(Collected data entries)
* * *

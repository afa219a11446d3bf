//! Init command implementation.
//!
//! Writes a `matt.toml` holding the default configuration.

use std::path::{Path, PathBuf};

use tracing::info;

use crate::commands::common::{error_messages, output_messages};
use crate::commands::traits::{Command, CommandDescription};
use crate::config::{Config, CONFIG_FILE_NAME};
use crate::error::{MattError, Result};

/// Arguments for the init command.
#[derive(Debug, Clone, Default)]
pub struct InitArgs {
    /// Enable verbose output.
    pub verbose: bool,
    /// Overwrite an existing configuration file.
    pub force: bool,
    /// Directory to write the file into (default: current directory).
    pub path: Option<PathBuf>,
}

/// Init command handler.
pub struct InitCommand {
    args: InitArgs,
}

impl InitCommand {
    /// Create a new InitCommand.
    pub fn new(args: InitArgs) -> Self {
        Self { args }
    }

    /// Execute the command, returning the path of the written file.
    pub fn run(&self) -> Result<PathBuf> {
        let target_path = self
            .args
            .path
            .clone()
            .unwrap_or_else(|| PathBuf::from("."));

        self.validate_directory(&target_path)?;
        let config_path = target_path.join(CONFIG_FILE_NAME);
        self.create_config_file(&config_path)?;

        info!("{} {}", output_messages::CREATED_FILE, config_path.display());
        Ok(config_path)
    }

    /// Validate that the target directory exists, creating it if needed.
    fn validate_directory(&self, path: &Path) -> Result<()> {
        if !path.exists() {
            if self.args.verbose {
                info!("Creating directory: {}", path.display());
            }
            std::fs::create_dir_all(path)?;
            return Ok(());
        }

        if !path.is_dir() {
            return Err(MattError::Validation(format!(
                "{} {}",
                error_messages::TARGET_NOT_DIR,
                path.display()
            )));
        }

        Ok(())
    }

    /// Create the configuration file.
    fn create_config_file(&self, config_path: &Path) -> Result<()> {
        if config_path.exists() && !self.args.force {
            return Err(MattError::Validation(format!(
                "{} {}",
                error_messages::CONFIG_EXISTS,
                config_path.display()
            )));
        }

        Config::default().save_to_path(config_path)
    }
}

impl Command for InitCommand {
    type Args = InitArgs;
    type Output = PathBuf;

    fn new(args: Self::Args) -> Self {
        Self { args }
    }

    fn execute(&self) -> Result<Self::Output> {
        self.run()
    }

    fn name() -> &'static str {
        "init"
    }
}

impl CommandDescription for InitCommand {
    fn description() -> &'static str {
        "Write a default matt.toml"
    }
}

* * *

▶ Work request: The whole of the data must be given again, exactly as shown.

▶ Reply to the exercise:
repository afa219a11446d3bf
//! Init command implementation.
//!
//! Writes a `matt.toml` holding the default configuration.

use std::path::{Path, PathBuf};

use tracing::info;

use crate::commands::common::{error_messages, output_messages};
use crate::commands::traits::{Command, CommandDescription};
use crate::config::{Config, CONFIG_FILE_NAME};
use crate::error::{MattError, Result};

/// Arguments for the init command.
#[derive(Debug, Clone, Default)]
pub struct InitArgs {
    /// Enable verbose output.
    pub verbose: bool,
    /// Overwrite an existing configuration file.
    pub force: bool,
    /// Directory to write the file into (default: current directory).
    pub path: Option<PathBuf>,
}

/// Init command handler.
pub struct InitCommand {
    args: InitArgs,
}

impl InitCommand {
    /// Create a new InitCommand.
    pub fn new(args: InitArgs) -> Self {
        Self { args }
    }

    /// Execute the command, returning the path of the written file.
    pub fn run(&self) -> Result<PathBuf> {
        let target_path = self
            .args
            .path
            .clone()
            .unwrap_or_else(|| PathBuf::from("."));

        self.validate_directory(&target_path)?;
        let config_path = target_path.join(CONFIG_FILE_NAME);
        self.create_config_file(&config_path)?;

        info!("{} {}", output_messages::CREATED_FILE, config_path.display());
        Ok(config_path)
    }

    /// Validate that the target directory exists, creating it if needed.
    fn validate_directory(&self, path: &Path) -> Result<()> {
        if !path.exists() {
            if self.args.verbose {
                info!("Creating directory: {}", path.display());
            }
            std::fs::create_dir_all(path)?;
            return Ok(());
        }

        if !path.is_dir() {
            return Err(MattError::Validation(format!(
                "{} {}",
                error_messages::TARGET_NOT_DIR,
                path.display()
            )));
        }

        Ok(())
    }

    /// Create the configuration file.
    fn create_config_file(&self, config_path: &Path) -> Result<()> {
        if config_path.exists() && !self.args.force {
            return Err(MattError::Validation(format!(
                "{} {}",
                error_messages::CONFIG_EXISTS,
                config_path.display()
            )));
        }

        Config::default().save_to_path(config_path)
    }
}

impl Command for InitCommand {
    type Args = InitArgs;
    type Output = PathBuf;

    fn new(args: Self::Args) -> Self {
        Self { args }
    }

    fn execute(&self) -> Result<Self::Output> {
        self.run()
    }

    fn name() -> &'static str {
        "init"
    }
}

impl CommandDescription for InitCommand {
    fn description() -> &'static str {
        "Write a default matt.toml"
    }
}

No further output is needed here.